> ACTIVITY: Below are some entries. Work out how many of their lines hold the word "enum", and write that number alone.

> DATA EXTRACTS:
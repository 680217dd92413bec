//! Distance-based collision test
//!
//! Only the character carries a hitbox: the other entity is treated as a
//! point at its top-left corner, and the test radius is the character's
//! current collision radius.

use glam::Vec2;

/// True when `a` and `b` are at most `radius` apart
#[inline]
pub fn collides(a: Vec2, b: Vec2, radius: f32) -> bool {
    a.distance(b) <= radius
}

#[cfg(test)]
mod tests {
    use super::*;
    use proptest::prelude::*;

    #[test]
    fn test_touching_at_exact_radius() {
        let a = Vec2::new(0.0, 0.0);
        let b = Vec2::new(30.0, 40.0);
        assert!(collides(a, b, 50.0));
        assert!(!collides(a, b, 49.9));
    }

    #[test]
    fn test_far_apart() {
        assert!(!collides(Vec2::new(400.0, 350.0), Vec2::new(900.0, 50.0), 65.0));
    }

    proptest! {
        #[test]
        fn same_point_always_collides(x in -1000.0f32..1000.0, y in -1000.0f32..1000.0, r in 0.0f32..200.0) {
            let p = Vec2::new(x, y);
            prop_assert!(collides(p, p, r));
        }

        #[test]
        fn collision_is_symmetric(
            ax in 0.0f32..998.0, ay in 0.0f32..590.0,
            bx in 0.0f32..998.0, by in 0.0f32..590.0,
            r in 0.0f32..200.0,
        ) {
            let a = Vec2::new(ax, ay);
            let b = Vec2::new(bx, by);
            prop_assert_eq!(collides(a, b, r), collides(b, a, r));
        }
    }
}
//! Frame descriptions
//!
//! The game never touches a screen directly. Each loop iteration it builds a
//! `Frame` (a flat list of draw commands in playfield pixels) and hands it to
//! a `Presenter`, which blits it and flips once.

pub mod scene;

pub use scene::build_frame;

use glam::Vec2;

use crate::sim::Sprite;
use crate::ui::Rgb;

/// Font sizes used by the menus
#[derive(Debug, Clone, Copy, PartialEq, Eq)]
pub enum TextSize {
    /// Buttons, HUD, ranking rows
    Normal,
    /// The game-over banner
    Large,
}

/// A single drawing primitive
#[derive(Debug, Clone, PartialEq)]
pub enum DrawCommand {
    /// Filled rectangle
    FillRect { pos: Vec2, size: Vec2, color: Rgb },
    /// Named image with its top-left corner at `pos`
    Image { sprite: Sprite, pos: Vec2 },
    /// Rendered text with its top-left corner at `pos`
    Text {
        text: String,
        pos: Vec2,
        color: Rgb,
        size: TextSize,
    },
}

/// Everything to draw for one tick, back to front
#[derive(Debug, Clone, Default, PartialEq)]
pub struct Frame {
    pub size: Vec2,
    pub commands: Vec<DrawCommand>,
}

impl Frame {
    pub fn new(size: Vec2) -> Self {
        Self {
            size,
            commands: Vec::new(),
        }
    }

    pub fn fill(&mut self, pos: Vec2, size: Vec2, color: Rgb) {
        self.commands.push(DrawCommand::FillRect { pos, size, color });
    }

    pub fn image(&mut self, sprite: Sprite, pos: Vec2) {
        self.commands.push(DrawCommand::Image { sprite, pos });
    }

    pub fn text(&mut self, text: impl Into<String>, pos: Vec2, color: Rgb, size: TextSize) {
        self.commands.push(DrawCommand::Text {
            text: text.into(),
            pos,
            color,
            size,
        });
    }

    /// All text in draw order
    #[cfg(test)]
    pub(crate) fn texts(&self) -> impl Iterator<Item = &str> {
        self.commands.iter().filter_map(|c| match c {
            DrawCommand::Text { text, .. } => Some(text.as_str()),
            _ => None,
        })
    }
}

/// Presentation adapter: draws a frame and presents it
pub trait Presenter {
    fn present(&mut self, frame: &Frame) -> std::io::Result<()>;
}

/// Presenter that keeps every frame, for tests
#[derive(Debug, Clone, Default)]
pub struct RecordingPresenter {
    pub frames: Vec<Frame>,
}

impl Presenter for RecordingPresenter {
    fn present(&mut self, frame: &Frame) -> std::io::Result<()> {
        self.frames.push(frame.clone());
        Ok(())
    }
}
//! Menu widgets and screen layout
//!
//! Buttons and avatars are plain rectangles in playfield pixels; hit tests
//! include both edges.

use glam::Vec2;

use crate::sim::Species;

/// RGB colour
pub type Rgb = (u8, u8, u8);

pub const BACKGROUND: Rgb = (43, 117, 237);
pub const BUTTON: Rgb = (217, 28, 22);
pub const TEXT: Rgb = (255, 255, 255);
pub const GOLD: Rgb = (232, 176, 23);
pub const SILVER: Rgb = (184, 179, 174);
pub const BRONZE: Rgb = (125, 86, 47);

/// A labelled rectangle
#[derive(Debug, Clone, PartialEq)]
pub struct Button {
    pub label: &'static str,
    pub pos: Vec2,
    pub size: Vec2,
    pub color: Rgb,
}

impl Button {
    pub const fn new(label: &'static str, x: f32, y: f32, w: f32, h: f32, color: Rgb) -> Self {
        Self {
            label,
            pos: Vec2::new(x, y),
            size: Vec2::new(w, h),
            color,
        }
    }

    /// Check whether a pointer position lies on the button
    pub fn contains(&self, point: Vec2) -> bool {
        rect_contains(self.pos, self.size, point)
    }
}

/// Top-left corner for `text` centred on a box, as the menus lay it out
pub fn centered_label(pos: Vec2, size: Vec2, text: &str) -> Vec2 {
    Vec2::new(
        (pos.x + size.x / 2.0 - text.chars().count() as f32 * 7.0).round(),
        (pos.y + size.y / 2.0 - 16.0).round(),
    )
}

fn rect_contains(pos: Vec2, size: Vec2, point: Vec2) -> bool {
    (pos.x..=pos.x + size.x).contains(&point.x) && (pos.y..=pos.y + size.y).contains(&point.y)
}

// === Menu ===
pub const NEW_GAME: Button = Button::new("NEW GAME", 400.0, 150.0, 200.0, 80.0, BUTTON);
pub const RANKING: Button = Button::new("RANKING", 400.0, 250.0, 200.0, 80.0, BUTTON);
pub const QUIT: Button = Button::new("QUIT", 400.0, 350.0, 200.0, 80.0, BUTTON);

// === Ranking ===
pub const BACK: Button = Button::new("BACK", 400.0, 450.0, 200.0, 80.0, BUTTON);

// === Naming ===
pub const TYPE_NAME: Button = Button::new("TYPE YOUR NAME:", 420.0, 180.0, 200.0, 60.0, BACKGROUND);
pub const OK: Button = Button::new("OK", 400.0, 350.0, 200.0, 80.0, BUTTON);
/// Box the live name is drawn in
pub const NAME_BOX_POS: Vec2 = Vec2::new(400.0, 250.0);
pub const NAME_BOX_SIZE: Vec2 = Vec2::new(200.0, 80.0);

// === Game over ===
pub const PLAY_AGAIN: Button = Button::new("PLAY AGAIN", 425.0, 350.0, 200.0, 80.0, BUTTON);
pub const QUIT_OVER: Button = Button::new("QUIT", 425.0, 450.0, 200.0, 80.0, BUTTON);

/// HUD score position
pub const SCORE_POS: Vec2 = Vec2::new(10.0, 10.0);

/// Character select panel
#[derive(Debug, Clone, Copy, PartialEq)]
pub struct Avatar {
    pub species: Species,
    pub pos: Vec2,
}

impl Avatar {
    pub const SIZE: Vec2 = Vec2::new(220.0, 220.0);
    pub const COLOR: Rgb = BUTTON;

    pub fn contains(&self, point: Vec2) -> bool {
        rect_contains(self.pos, Self::SIZE, point)
    }
}

pub const AVATARS: [Avatar; 3] = [
    Avatar {
        species: Species::Pig,
        pos: Vec2::new(100.0, 100.0),
    },
    Avatar {
        species: Species::Elephant,
        pos: Vec2::new(400.0, 100.0),
    },
    Avatar {
        species: Species::Cow,
        pos: Vec2::new(700.0, 100.0),
    },
];

/// Avatar under the pointer, first match in panel order
pub fn avatar_at(point: Vec2) -> Option<Species> {
    AVATARS.iter().find(|a| a.contains(point)).map(|a| a.species)
}

/// Ranking row colour by 0-based place
pub fn place_color(place: usize) -> Rgb {
    match place {
        0 => GOLD,
        1 => SILVER,
        2 => BRONZE,
        _ => TEXT,
    }
}

/// Player name being typed
#[derive(Debug, Clone, Default, PartialEq, Eq)]
pub struct NameInput {
    text: String,
}

impl NameInput {
    pub fn new() -> Self {
        Self::default()
    }

    pub fn push(&mut self, c: char) {
        self.text.push(c);
    }

    /// Remove the last character; nothing happens on an empty buffer
    pub fn pop(&mut self) {
        self.text.pop();
    }

    pub fn reset(&mut self) {
        self.text.clear();
    }

    pub fn as_str(&self) -> &str {
        &self.text
    }
}

#[cfg(test)]
mod tests {
    use super::*;

    #[test]
    fn test_button_edges_are_inclusive() {
        assert!(NEW_GAME.contains(Vec2::new(400.0, 150.0)));
        assert!(NEW_GAME.contains(Vec2::new(600.0, 230.0)));
        assert!(!NEW_GAME.contains(Vec2::new(600.5, 200.0)));
        assert!(!NEW_GAME.contains(Vec2::new(399.0, 200.0)));
    }

    #[test]
    fn test_avatar_lookup() {
        assert_eq!(avatar_at(Vec2::new(150.0, 150.0)), Some(Species::Pig));
        assert_eq!(avatar_at(Vec2::new(500.0, 300.0)), Some(Species::Elephant));
        assert_eq!(avatar_at(Vec2::new(920.0, 320.0)), Some(Species::Cow));
        assert_eq!(avatar_at(Vec2::new(50.0, 50.0)), None);
    }

    #[test]
    fn test_name_input_editing() {
        let mut name = NameInput::new();
        name.pop();
        assert_eq!(name.as_str(), "");
        for c in "abc".chars() {
            name.push(c);
        }
        name.pop();
        assert_eq!(name.as_str(), "ab");
        name.reset();
        assert_eq!(name.as_str(), "");
    }

    #[test]
    fn test_centered_label() {
        let at = centered_label(NEW_GAME.pos, NEW_GAME.size, NEW_GAME.label);
        assert_eq!(at, Vec2::new(444.0, 174.0));
    }
}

> ANSWER TO THE PROBLEM: 2